O primeiro, já a concretizar-se, é que a resposta militar israelita resulte em inúmeras vítimas civis e inocentes, entre uma população de dois milhões, sobretudo mulheres e crianças. Sabemos que os terroristas se escondem cobardemente atrás da população civil.

As obrigações à luz do Direito Internacional Humanitário são inequívocas. E a proteção de vítimas civis deve nortear todo e qualquer uso da força, mesmo que isso implique uma intervenção mais prolongada. Um estado de direito jamais pode confundir a sua legítima defesa com ações de vingança e violência cega.

O segundo risco é que a atual tragédia pode vir a alastrar-se, desde logo para Estados frágeis como o Líbano, a Síria e o Iraque.
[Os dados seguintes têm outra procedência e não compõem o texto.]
//! Site configuration module.
//!
//! Handles loading and validating the vanity site description: the serving
//! domain, the documentation host, and the repositories mounted under the
//! domain.
//!
//! ## Config File
//!
//! TOML is the primary format (`vanity.toml`). A file ending in `.json` is read
//! as JSON and accepts the camelCase keys (`docsDomain`, `source`) used by the
//! older JSON layout.
//!
//! ```toml
//! domain = "example.com"
//! docs_domain = "pkg.go.dev"   # Optional, defaults to pkg.go.dev
//! stylesheet = "site.css"      # Optional, replaces the built-in CSS
//!
//! [[repositories]]
//! prefix = "pkg1"
//! main = true
//! url = "https://github.com/example/go-pkg1"
//! subs = ["subpkg1", { name = "internal/tool", hidden = true }]
//!
//! [[repositories]]
//! prefix = "pkg2"
//! type = "git"
//! url = "https://code.example.com/go-pkg2"
//!
//! [repositories.source_urls]
//! home = "https://code.example.com/go-pkg2"
//! dir = "https://code.example.com/go-pkg2/browse{/dir}"
//! file = "https://code.example.com/go-pkg2/browse{/dir}/{file}#{line}"
//!
//! [repositories.website]
//! url = "https://www.example.com/pkg2"
//! ```
//!
//! Unknown keys are rejected to catch typos early.

use crate::types::Repository;
use serde::{Deserialize, Serialize};
use std::collections::HashSet;
use std::fs;
use std::path::{Path, PathBuf};
use thiserror::Error;

#[derive(Error, Debug)]
pub enum ConfigError {
    #[error("IO error: {0}")]
    Io(#[from] std::io::Error),
    #[error("TOML parse error: {0}")]
    Toml(#[from] toml::de::Error),
    #[error("JSON parse error: {0}")]
    Json(#[from] serde_json::Error),
    #[error("Config validation error: {0}")]
    Validation(String),
}

/// Site configuration loaded from `vanity.toml`.
#[derive(Debug, Clone, Default, Serialize, Deserialize)]
#[serde(default, deny_unknown_fields)]
pub struct SiteConfig {
    /// Serving domain, e.g. `example.com`. Required.
    pub domain: String,
    /// Documentation host for package home links. Empty means `pkg.go.dev`.
    #[serde(alias = "docsDomain")]
    pub docs_domain: String,
    /// Optional stylesheet replacing the built-in CSS, relative to the config file.
    #[serde(skip_serializing_if = "Option::is_none")]
    pub stylesheet: Option<PathBuf>,
    /// Mounted repositories, in listing order.
    pub repositories: Vec<Repository>,
}

impl SiteConfig {
    /// Validate the repository set.
    ///
    /// The renderers accept any input; these checks catch configs that would
    /// produce colliding or malformed package paths.
    pub fn validate(&self) -> Result<(), ConfigError> {
        if self.domain.is_empty() {
            return Err(ConfigError::Validation("domain must not be empty".into()));
        }
        if self.domain.contains("://") || self.domain.ends_with('/') {
            return Err(ConfigError::Validation(format!(
                "domain must be a bare host name, got '{}'",
                self.domain
            )));
        }

        let root_mounts = self
            .repositories
            .iter()
            .filter(|r| r.prefix.is_empty())
            .count();
        if root_mounts > 1 {
            return Err(ConfigError::Validation(
                "only one repository may have an empty prefix".into(),
            ));
        }

        let mut seen = HashSet::new();
        for repo in &self.repositories {
            if !repo.prefix.is_empty() && !is_clean_path(&repo.prefix) {
                return Err(ConfigError::Validation(format!(
                    "prefix '{}' must be '/'-separated names without empty, '.' or '..' segments",
                    repo.prefix
                )));
            }
            for sub in &repo.subs {
                if !is_clean_path(&sub.name) {
                    return Err(ConfigError::Validation(format!(
                        "sub-package '{}' of '{}' must be '/'-separated names without empty, '.' or '..' segments",
                        sub.name, repo.prefix
                    )));
                }
            }
            for path in repo.package_paths() {
                if !seen.insert(path.clone()) {
                    return Err(ConfigError::Validation(format!(
                        "package path '{path}' is declared more than once"
                    )));
                }
            }
        }
        Ok(())
    }

    /// Find the repository serving package `pkg`.
    ///
    /// Matches the repository prefix itself or one of its sub-package paths.
    pub fn find_package(&self, pkg: &str) -> Option<&Repository> {
        self.repositories
            .iter()
            .find(|repo| repo.package_paths().iter().any(|path| path == pkg))
    }

    /// Repository mounted at the domain root, if any.
    pub fn root_repository(&self) -> Option<&Repository> {
        self.repositories.iter().find(|r| r.prefix.is_empty())
    }
}

/// Package paths become output directories, so every segment must be a plain name.
fn is_clean_path(path: &str) -> bool {
    path.split('/')
        .all(|segment| !matches!(segment, "" | "." | ".."))
}

/// Parse config text, picking the format from the file extension.
pub fn parse_config(content: &str, path: &Path) -> Result<SiteConfig, ConfigError> {
    let is_json = path
        .extension()
        .map(|e| e.eq_ignore_ascii_case("json"))
        .unwrap_or(false);
    let config = if is_json {
        serde_json::from_str(content)?
    } else {
        toml::from_str(content)?
    };
    Ok(config)
}

/// Load and validate the config file at `path`.
///
/// A relative `stylesheet` is resolved against the config file's directory.
pub fn load_config(path: &Path) -> Result<SiteConfig, ConfigError> {
    let content = fs::read_to_string(path)?;
    let mut config = parse_config(&content, path)?;
    config.validate()?;

    if let Some(stylesheet) = config.stylesheet.take() {
        let base = path.parent().unwrap_or_else(|| Path::new(""));
        config.stylesheet = Some(base.join(stylesheet));
    }
    Ok(config)
}

/// Returns a fully-commented stock `vanity.toml`.
///
/// Used by the `gen-config` CLI command.
pub fn stock_config_toml() -> &'static str {
    r##"# Go Vanity Configuration
# ========================
# Describes the domain serving your Go packages and the repositories behind
# each import path. Unknown keys will cause an error.

# Domain the pages are served from (no scheme, no trailing slash).
domain = "example.com"

# Documentation host for each package's "Home" link.
# Leave empty to use pkg.go.dev.
docs_domain = ""

# Optional stylesheet replacing the built-in CSS, relative to this file.
# stylesheet = "site.css"

# ---------------------------------------------------------------------------
# Repositories
# ---------------------------------------------------------------------------
# Each repository is served at https://{domain}/{prefix}. A single repository
# may leave the prefix empty to be served from the domain root.
#
# GitHub and GitLab URLs get their type and source browsing templates filled
# in automatically. For other hosts, set [repositories.source_urls] or go-source
# will advertise no source browsing.
[[repositories]]
prefix = "pkg1"
# Listed first on the index page.
main = true
# Hide from the index page (the package page is still generated).
hidden = false
url = "https://github.com/example/go-pkg1"
# Sub-packages served from the same repository. Use a table to hide one:
#   { name = "internal/tool", hidden = true }
subs = ["subpkg1", "subpkg2"]

# [repositories.source_urls]
# home = "https://github.com/example/go-pkg1"
# dir = "https://github.com/example/go-pkg1/tree/master{/dir}"
# file = "https://github.com/example/go-pkg1/blob/master{/dir}/{file}#L{line}"

# [repositories.website]
# url = "https://www.example.com"
"##
}
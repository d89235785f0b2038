//! HTML rendering for the index page and package pages.
//!
//! ## Generated Pages
//!
//! - **Index page**: every visible repository and its visible sub-packages,
//!   `main` repositories first.
//! - **Package pages**: the `go-import` and `go-source` meta tags plus a small
//!   human-facing panel (install snippets, docs and source links, sibling
//!   sub-packages).
//!
//! ## Meta Tag Format
//!
//! ```text
//! <meta name="go-import" content="{domain}{/prefix} {type} {url}">
//! <meta name="go-source" content="{domain}{/prefix} {home} {dir} {file}">
//! ```
//!
//! Both tags always point at the repository root, also on sub-package pages.
//!
//! ## HTML Generation
//!
//! Uses [maud](https://maud.lambda.xyz/) for compile-time HTML templating.
//! Output is compact and byte-stable: the same inputs always produce the same
//! bytes, which the golden files under `tests/testdata/` pin down.

use crate::resolve::resolve;
use crate::types::{Repository, SubLink, import_path};
use maud::{DOCTYPE, Markup, PreEscaped, html};
use std::fs;
use std::io::Write;
use std::path::{Path, PathBuf};
use thiserror::Error;

#[derive(Error, Debug)]
pub enum RenderError {
    #[error("loading stylesheet {}: {source}", path.display())]
    Loading {
        path: PathBuf,
        #[source]
        source: std::io::Error,
    },
    #[error("generating page: {0}")]
    Generating(#[source] std::io::Error),
}

const CSS_STATIC: &str = include_str!("../static/style.css");

/// CSS inlined into every page.
#[derive(Debug, Clone, PartialEq)]
pub struct Stylesheet {
    css: String,
}

impl Default for Stylesheet {
    fn default() -> Self {
        Self {
            css: CSS_STATIC.to_string(),
        }
    }
}

impl Stylesheet {
    /// Load a user stylesheet replacing the built-in one.
    pub fn load(path: &Path) -> Result<Self, RenderError> {
        let css = fs::read_to_string(path).map_err(|source| RenderError::Loading {
            path: path.to_path_buf(),
            source,
        })?;
        Ok(Self { css })
    }

    pub fn as_str(&self) -> &str {
        &self.css
    }
}

/// Render the package page for `pkg` to `w`.
pub fn write_package<W: Write>(
    w: &mut W,
    domain: &str,
    docs_domain: &str,
    pkg: &str,
    repo: &Repository,
    stylesheet: &Stylesheet,
) -> Result<(), RenderError> {
    let page = render_package(domain, docs_domain, pkg, repo, stylesheet);
    w.write_all(page.into_string().as_bytes())
        .map_err(RenderError::Generating)
}

/// Render the index page listing `repos` to `w`.
pub fn write_index<W: Write>(
    w: &mut W,
    domain: &str,
    repos: &[Repository],
    stylesheet: &Stylesheet,
) -> Result<(), RenderError> {
    let page = render_index(domain, repos, stylesheet);
    w.write_all(page.into_string().as_bytes())
        .map_err(RenderError::Generating)
}

// ============================================================================
// HTML Components
// ============================================================================

/// Renders the base HTML document structure
fn base_document(title: &str, extra_head: Markup, css: &str, content: Markup) -> Markup {
    html! {
        (DOCTYPE)
        html lang="en" {
            head {
                meta charset="utf-8";
                meta name="viewport" content="width=device-width, initial-scale=1.0";
                title { (title) }
                (extra_head)
                style { (PreEscaped(css)) }
            }
            body {
                div.content {
                    (content)
                }
            }
        }
    }
}

/// Link to a package page, labelled with its full import path.
fn package_link(domain: &str, path: &str) -> Markup {
    html! {
        a href={ "/" (path) } { (import_path(domain, path)) }
    }
}

/// Visible sub-packages of `repo`, or `None` when there is nothing to list.
fn sibling_list(repo: &Repository) -> Option<Vec<SubLink>> {
    let links = repo.visible_subs();
    (!links.is_empty()).then_some(links)
}

fn sub_package_items(domain: &str, links: &[SubLink]) -> Markup {
    html! {
        @for link in links {
            li { (package_link(domain, &link.path)) }
        }
    }
}

// ============================================================================
// Page Renderers
// ============================================================================

/// Renders a package page with its `go-import` and `go-source` meta tags.
pub fn render_package(
    domain: &str,
    docs_domain: &str,
    pkg: &str,
    repo: &Repository,
    stylesheet: &Stylesheet,
) -> Markup {
    let urls = resolve(repo, domain, docs_domain, pkg);
    let import = import_path(domain, pkg);
    let root = format!("{domain}{}", repo.prefix_path());

    let go_import = format!("{root} {} {}", urls.vcs, repo.url);
    let go_source = format!(
        "{root} {} {} {}",
        urls.source.home, urls.source.dir, urls.source.file
    );

    let meta = html! {
        meta name="go-import" content=(go_import);
        meta name="go-source" content=(go_source);
    };

    let content = html! {
        h2 { (import) }
        code { "go get " (import) }
        code { "import \"" (import) "\"" }
        "Home: " a href=(urls.home) { (urls.home) } br;
        "Source: " a href=(repo.url) { (repo.url) } br;
        @if let Some(links) = sibling_list(repo) {
            "Sub-packages:"
            ul { (sub_package_items(domain, &links)) }
        }
        a href={ "http://" (domain) } class="back" { "Back" }
    };

    base_document(&import, meta, stylesheet.as_str(), content)
}

/// Renders the index page listing visible repositories, `main` ones first.
pub fn render_index(domain: &str, repos: &[Repository], stylesheet: &Stylesheet) -> Markup {
    let (primary, rest): (Vec<&Repository>, Vec<&Repository>) =
        repos.iter().filter(|r| !r.hidden).partition(|r| r.main);

    let content = html! {
        h2 { (domain) }
        ul {
            @for repo in primary.iter().chain(rest.iter()) {
                li class=[repo.main.then_some("main")] {
                    (package_link(domain, &repo.prefix))
                    @if let Some(links) = sibling_list(repo) {
                        ul { (sub_package_items(domain, &links)) }
                    }
                }
            }
        }
    };

    base_document(domain, html! {}, stylesheet.as_str(), content)
}

// ============================================================================
// Tests
// ============================================================================
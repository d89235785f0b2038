//! # Go Vanity
//!
//! A static site generator for Go vanity import paths. Given a domain and a
//! declarative list of repositories, it writes the HTML pages the go tool and
//! documentation hosts read to map `example.com/pkg` onto a version control
//! repository.
//!
//! # Architecture
//!
//! ```text
//! vanity.toml  →  SiteConfig  →  resolve  →  render  →  dist/
//!                 (config)       (URLs)      (maud)     (generate)
//! ```
//!
//! Everything between loading the config and writing files is pure: the same
//! repository description always renders to the same bytes.
//!
//! # Module Map
//!
//! | Module | Role |
//! |--------|------|
//! | [`types`] | Repository data model and package path construction |
//! | [`resolve`] | Home URL, VCS type and `go-source` template resolution with host defaults |
//! | [`render`] | Index and package pages rendered with Maud |
//! | [`config`] | `vanity.toml` / JSON loading and validation |
//! | [`generate`] | Writes every page of the site to disk, in parallel |
//! | [`output`] | CLI output formatting |
//!
//! # Design Decisions
//!
//! ## Resolution Never Mutates
//!
//! Host defaults (GitHub, GitLab) and the `_` sentinel are applied to a new
//! [`resolve::ResolvedUrls`] value. The repository records stay exactly as
//! loaded, so rendering one package cannot leak defaults into another.
//!
//! ## Hidden Means Unlisted
//!
//! A hidden repository or sub-package is left out of the index page and of
//! sibling lists, but its own page is still generated: `go get` must keep
//! resolving it.
//!
//! ## Positional Sub-package Paths
//!
//! Sub-package paths are built from their position in the repository's `subs`
//! list, never looked up by name, so `subpkg2` and `subpkg2/subsubpkg1` can
//! coexist.

pub mod config;
pub mod generate;
pub mod output;
pub mod render;
pub mod resolve;
pub mod types;
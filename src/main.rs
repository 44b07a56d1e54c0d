fn main() {
    if let Err(err) = csv2coco::run() {
        eprintln!("Error: {}", err);
        let code = if err.is_write_failure() { 2 } else { 1 };
        std::process::exit(code);
    }
}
E o enorme (e latente) potencial de disrupção regional será rapidamente capitalizado por atores como o Irão, propenso a apoiar o extremismo.

O terceiro grande risco resulta da observação, feita por muitos, de que estes ataques terroristas são o 11 de setembro israelita. Beneficiando de duas décadas de distância, reconhecemos que a resposta foi muito imperfeita face aos horríveis atentados nos Estados Unidos.

Entre medidas compreensíveis e justificáveis, encontramos também graves erros geopolíticos e processos que, em democracia, não devem ter lugar. Racionalidade e lucidez, em detrimento das emoções, devem prevalecer para evitar consequências profundamente nefastas.

Aqui chegados, há uma só direção: a da diplomacia. O momento é de apaziguamento imediato, mas sobretudo de consolidação de um caminho para a paz sustentável – o que significa a solução de dois estados, vivendo lado a lado em paz e segurança.

Dir-se-á que não há condições para tal. Hoje talvez seja mais difícil, mas é-nos exigido que as criemos o mais rapidamente possível.

Dir-se-á que os moderados, os construtores de paz, já não existem. Mas só a defesa de uma abordagem política, em detrimento de uma apenas militar, é que permitirá aos moderados forjar soluções e criar a paz.

Dir-se-á que é inviável porque a expansão dos colonatos e a ocupação para lá das linhas de 1967 dissiparam a possibilidade de paz. Mas não há nada mais inviável do que o conformismo perante o atual estado de coisas.

As tragédias a que temos assistido nos últimos dias convocam-nos a um regresso urgente à via diplomática. A alternativa – mais violência atroz e mortes injustas – não é, na realidade, uma opção.

Mais do que nunca, precisamos hoje de diplomacia e diálogo.